:: Extracted material

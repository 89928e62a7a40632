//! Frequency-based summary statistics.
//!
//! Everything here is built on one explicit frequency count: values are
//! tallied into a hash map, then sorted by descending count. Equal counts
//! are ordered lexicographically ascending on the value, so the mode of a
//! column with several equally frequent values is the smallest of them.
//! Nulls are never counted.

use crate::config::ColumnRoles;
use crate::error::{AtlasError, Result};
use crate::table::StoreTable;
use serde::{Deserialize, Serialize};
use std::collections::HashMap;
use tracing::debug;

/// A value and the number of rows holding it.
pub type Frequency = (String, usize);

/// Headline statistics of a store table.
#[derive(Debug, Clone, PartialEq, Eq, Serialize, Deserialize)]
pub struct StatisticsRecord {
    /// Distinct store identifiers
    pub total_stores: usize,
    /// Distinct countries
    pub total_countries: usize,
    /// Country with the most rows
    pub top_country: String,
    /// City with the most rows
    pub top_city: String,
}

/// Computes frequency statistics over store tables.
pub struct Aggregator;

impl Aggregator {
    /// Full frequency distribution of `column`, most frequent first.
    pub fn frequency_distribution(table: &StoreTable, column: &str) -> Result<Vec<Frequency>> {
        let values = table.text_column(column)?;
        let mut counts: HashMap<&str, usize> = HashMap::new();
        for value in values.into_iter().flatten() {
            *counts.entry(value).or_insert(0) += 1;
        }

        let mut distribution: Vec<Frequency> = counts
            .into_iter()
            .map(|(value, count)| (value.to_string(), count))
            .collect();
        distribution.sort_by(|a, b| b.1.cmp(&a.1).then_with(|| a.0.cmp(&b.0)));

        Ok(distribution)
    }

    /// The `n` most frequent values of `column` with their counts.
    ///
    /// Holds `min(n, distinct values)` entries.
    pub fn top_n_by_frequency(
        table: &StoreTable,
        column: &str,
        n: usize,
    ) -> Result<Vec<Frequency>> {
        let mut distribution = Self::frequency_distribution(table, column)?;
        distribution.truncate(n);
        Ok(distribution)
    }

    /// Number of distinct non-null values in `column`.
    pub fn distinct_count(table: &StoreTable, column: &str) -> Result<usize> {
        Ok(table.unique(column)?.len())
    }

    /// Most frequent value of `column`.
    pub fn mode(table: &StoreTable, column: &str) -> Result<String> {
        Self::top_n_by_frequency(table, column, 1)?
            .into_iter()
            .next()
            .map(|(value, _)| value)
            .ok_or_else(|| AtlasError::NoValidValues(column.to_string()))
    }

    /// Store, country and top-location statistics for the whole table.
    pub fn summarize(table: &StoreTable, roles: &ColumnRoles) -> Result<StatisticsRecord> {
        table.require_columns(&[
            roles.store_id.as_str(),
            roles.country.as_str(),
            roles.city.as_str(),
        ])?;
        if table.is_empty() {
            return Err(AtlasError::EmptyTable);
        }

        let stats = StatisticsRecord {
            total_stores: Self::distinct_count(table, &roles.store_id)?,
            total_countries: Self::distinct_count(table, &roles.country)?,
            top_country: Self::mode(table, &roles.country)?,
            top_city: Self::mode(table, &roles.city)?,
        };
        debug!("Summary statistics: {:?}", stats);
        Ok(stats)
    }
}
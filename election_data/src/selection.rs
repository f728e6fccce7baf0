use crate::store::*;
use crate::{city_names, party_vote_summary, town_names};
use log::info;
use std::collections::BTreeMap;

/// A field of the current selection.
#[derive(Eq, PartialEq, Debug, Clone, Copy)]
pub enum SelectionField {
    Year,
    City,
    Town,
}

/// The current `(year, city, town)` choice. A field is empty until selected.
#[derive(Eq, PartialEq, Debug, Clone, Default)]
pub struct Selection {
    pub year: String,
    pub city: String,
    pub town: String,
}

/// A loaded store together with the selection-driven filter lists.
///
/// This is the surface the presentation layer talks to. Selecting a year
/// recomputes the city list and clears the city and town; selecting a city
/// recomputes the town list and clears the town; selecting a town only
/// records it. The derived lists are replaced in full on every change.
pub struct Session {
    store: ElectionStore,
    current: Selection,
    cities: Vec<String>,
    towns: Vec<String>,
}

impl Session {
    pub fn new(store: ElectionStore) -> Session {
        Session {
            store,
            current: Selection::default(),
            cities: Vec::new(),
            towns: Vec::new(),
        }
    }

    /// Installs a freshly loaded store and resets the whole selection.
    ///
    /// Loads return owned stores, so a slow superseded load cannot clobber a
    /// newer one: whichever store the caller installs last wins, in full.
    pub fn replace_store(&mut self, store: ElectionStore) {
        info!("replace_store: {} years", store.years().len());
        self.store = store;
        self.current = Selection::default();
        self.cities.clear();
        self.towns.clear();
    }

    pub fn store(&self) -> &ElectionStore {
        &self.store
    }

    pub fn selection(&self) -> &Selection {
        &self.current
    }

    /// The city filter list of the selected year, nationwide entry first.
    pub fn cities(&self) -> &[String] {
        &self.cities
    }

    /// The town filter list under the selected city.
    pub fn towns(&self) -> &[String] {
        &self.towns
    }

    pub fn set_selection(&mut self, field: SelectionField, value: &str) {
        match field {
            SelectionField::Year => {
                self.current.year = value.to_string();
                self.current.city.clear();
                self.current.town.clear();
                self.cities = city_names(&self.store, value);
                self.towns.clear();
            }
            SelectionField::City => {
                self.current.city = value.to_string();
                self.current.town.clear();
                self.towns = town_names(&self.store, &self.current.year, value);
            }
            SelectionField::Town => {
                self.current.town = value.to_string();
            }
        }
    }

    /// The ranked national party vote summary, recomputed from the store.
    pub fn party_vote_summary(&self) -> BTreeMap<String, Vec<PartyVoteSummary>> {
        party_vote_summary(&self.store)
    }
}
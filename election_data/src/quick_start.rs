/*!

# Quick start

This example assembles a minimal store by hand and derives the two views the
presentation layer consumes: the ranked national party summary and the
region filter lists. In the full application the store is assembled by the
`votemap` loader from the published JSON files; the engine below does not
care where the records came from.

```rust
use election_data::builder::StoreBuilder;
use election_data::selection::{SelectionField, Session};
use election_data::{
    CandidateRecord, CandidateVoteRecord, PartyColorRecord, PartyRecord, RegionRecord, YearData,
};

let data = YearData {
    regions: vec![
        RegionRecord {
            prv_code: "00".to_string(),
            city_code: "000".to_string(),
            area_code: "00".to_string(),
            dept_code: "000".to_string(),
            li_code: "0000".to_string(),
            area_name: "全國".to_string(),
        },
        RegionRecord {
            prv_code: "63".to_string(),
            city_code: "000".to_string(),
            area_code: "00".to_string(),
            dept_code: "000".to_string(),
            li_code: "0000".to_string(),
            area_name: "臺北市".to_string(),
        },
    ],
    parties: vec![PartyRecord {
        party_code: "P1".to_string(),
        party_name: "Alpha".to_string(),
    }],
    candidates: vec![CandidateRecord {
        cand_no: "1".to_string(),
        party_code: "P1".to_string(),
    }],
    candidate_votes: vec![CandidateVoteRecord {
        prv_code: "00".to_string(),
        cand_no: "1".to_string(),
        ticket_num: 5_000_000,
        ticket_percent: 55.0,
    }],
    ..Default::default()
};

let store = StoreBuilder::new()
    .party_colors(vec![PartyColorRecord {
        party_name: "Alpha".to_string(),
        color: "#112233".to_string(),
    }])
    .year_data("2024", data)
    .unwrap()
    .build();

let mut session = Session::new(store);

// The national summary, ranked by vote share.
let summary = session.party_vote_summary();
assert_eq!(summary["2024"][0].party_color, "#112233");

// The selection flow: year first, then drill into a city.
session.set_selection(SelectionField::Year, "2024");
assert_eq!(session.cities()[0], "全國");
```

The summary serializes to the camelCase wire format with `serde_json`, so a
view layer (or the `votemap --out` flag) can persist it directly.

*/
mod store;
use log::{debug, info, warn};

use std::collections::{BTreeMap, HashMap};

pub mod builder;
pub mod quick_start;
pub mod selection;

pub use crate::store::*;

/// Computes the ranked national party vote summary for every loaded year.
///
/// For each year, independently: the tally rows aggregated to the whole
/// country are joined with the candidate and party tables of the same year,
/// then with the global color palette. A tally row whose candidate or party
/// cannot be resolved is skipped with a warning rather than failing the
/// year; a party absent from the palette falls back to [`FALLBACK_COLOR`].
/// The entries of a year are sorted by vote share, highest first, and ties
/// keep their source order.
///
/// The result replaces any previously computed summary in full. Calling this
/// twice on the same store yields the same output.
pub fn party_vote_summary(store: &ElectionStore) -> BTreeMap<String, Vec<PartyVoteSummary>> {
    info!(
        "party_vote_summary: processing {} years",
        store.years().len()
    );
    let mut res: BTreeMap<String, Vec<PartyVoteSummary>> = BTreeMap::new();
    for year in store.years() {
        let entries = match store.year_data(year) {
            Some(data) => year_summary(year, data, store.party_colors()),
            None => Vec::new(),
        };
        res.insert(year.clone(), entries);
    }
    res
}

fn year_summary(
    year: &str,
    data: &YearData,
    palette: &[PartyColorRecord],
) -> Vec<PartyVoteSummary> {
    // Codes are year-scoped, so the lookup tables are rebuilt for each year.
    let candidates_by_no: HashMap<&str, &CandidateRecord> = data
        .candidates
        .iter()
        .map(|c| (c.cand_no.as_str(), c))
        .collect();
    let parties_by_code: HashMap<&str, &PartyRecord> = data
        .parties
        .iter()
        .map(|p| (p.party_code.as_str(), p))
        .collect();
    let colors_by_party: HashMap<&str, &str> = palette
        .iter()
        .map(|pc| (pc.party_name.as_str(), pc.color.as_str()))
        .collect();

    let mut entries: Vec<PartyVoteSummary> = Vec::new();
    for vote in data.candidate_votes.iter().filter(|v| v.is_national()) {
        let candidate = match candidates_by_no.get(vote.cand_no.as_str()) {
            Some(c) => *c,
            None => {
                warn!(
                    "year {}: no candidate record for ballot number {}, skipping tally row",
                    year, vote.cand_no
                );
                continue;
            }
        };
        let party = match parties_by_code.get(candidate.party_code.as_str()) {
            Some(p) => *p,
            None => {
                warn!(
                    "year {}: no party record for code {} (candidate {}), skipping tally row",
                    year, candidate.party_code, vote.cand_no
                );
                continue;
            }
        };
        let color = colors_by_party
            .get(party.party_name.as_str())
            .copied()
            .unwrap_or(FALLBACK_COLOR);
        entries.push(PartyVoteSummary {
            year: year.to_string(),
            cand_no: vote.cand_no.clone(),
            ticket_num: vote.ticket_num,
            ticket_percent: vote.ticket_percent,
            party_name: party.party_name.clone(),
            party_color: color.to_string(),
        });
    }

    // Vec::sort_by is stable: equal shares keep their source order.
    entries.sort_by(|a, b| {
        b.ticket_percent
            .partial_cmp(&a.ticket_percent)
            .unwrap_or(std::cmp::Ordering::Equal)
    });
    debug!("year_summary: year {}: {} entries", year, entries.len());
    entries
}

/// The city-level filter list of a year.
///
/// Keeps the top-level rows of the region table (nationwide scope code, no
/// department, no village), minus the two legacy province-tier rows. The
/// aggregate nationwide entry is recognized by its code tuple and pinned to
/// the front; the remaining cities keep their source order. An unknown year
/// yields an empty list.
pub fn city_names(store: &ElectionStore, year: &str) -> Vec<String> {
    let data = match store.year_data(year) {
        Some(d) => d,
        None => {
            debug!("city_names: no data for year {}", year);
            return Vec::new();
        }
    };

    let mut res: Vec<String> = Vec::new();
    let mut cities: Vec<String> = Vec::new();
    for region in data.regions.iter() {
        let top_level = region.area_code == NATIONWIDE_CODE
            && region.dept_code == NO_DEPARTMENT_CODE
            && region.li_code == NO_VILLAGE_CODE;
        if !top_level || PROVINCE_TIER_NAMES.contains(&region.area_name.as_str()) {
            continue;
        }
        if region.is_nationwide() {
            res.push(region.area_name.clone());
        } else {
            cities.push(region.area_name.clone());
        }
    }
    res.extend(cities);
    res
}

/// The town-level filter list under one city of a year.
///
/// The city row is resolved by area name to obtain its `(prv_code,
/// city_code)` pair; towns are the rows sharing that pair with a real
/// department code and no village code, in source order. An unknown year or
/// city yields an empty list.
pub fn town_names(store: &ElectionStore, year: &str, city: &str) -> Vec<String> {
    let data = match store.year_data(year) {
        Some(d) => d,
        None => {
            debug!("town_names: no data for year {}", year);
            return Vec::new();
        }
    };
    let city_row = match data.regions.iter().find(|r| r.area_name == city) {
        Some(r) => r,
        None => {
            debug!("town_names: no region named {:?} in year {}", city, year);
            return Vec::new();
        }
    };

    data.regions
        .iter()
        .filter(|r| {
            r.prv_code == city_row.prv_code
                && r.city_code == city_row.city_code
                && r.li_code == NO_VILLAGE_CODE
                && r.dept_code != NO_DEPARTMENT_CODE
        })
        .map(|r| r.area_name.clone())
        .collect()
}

::::

▶ **What you should do**: Among the records above, which lines hold the word "Aggregator"? Copy each one.

▶ **Your response**:
pub struct Aggregator;
impl Aggregator {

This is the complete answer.